Assignment » Using the records below, filter for lines that contain the string "Database" and copy them out.

Dataset entries:
//! Custom error types for curator

use thiserror::Error;

/// Main error type for curator operations
#[derive(Error, Debug)]
pub enum Error {
    #[error("Configuration error: {0}")]
    Config(String),

    #[error("Database error: {0}")]
    Database(#[from] sqlx::Error),

    #[error("IO error: {0}")]
    Io(#[from] std::io::Error),

    #[error("JSON error: {0}")]
    Json(#[from] serde_json::Error),

    #[error("TOML parse error: {0}")]
    TomlParse(#[from] toml::de::Error),

    #[error("TOML serialize error: {0}")]
    TomlSerialize(#[from] toml::ser::Error),

    #[error("Project not found: {0}")]
    ProjectNotFound(String),

    #[error("Image not found: {0}")]
    ImageNotFound(String),

    #[error("Annotation not found: {0}")]
    AnnotationNotFound(String),

    #[error("Already exists: {0}")]
    AlreadyExists(String),

    #[error("Corrupt document: {0}")]
    Corrupt(String),

    #[error("Codec error: {0}")]
    Codec(String),

    #[error("Invalid path: {0}")]
    InvalidPath(String),
}

/// Result type alias for curator
pub type Result<T> = std::result::Result<T, Error>;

Answer section »
    #[error("Database error: {0}")]
    Database(#[from] sqlx::Error),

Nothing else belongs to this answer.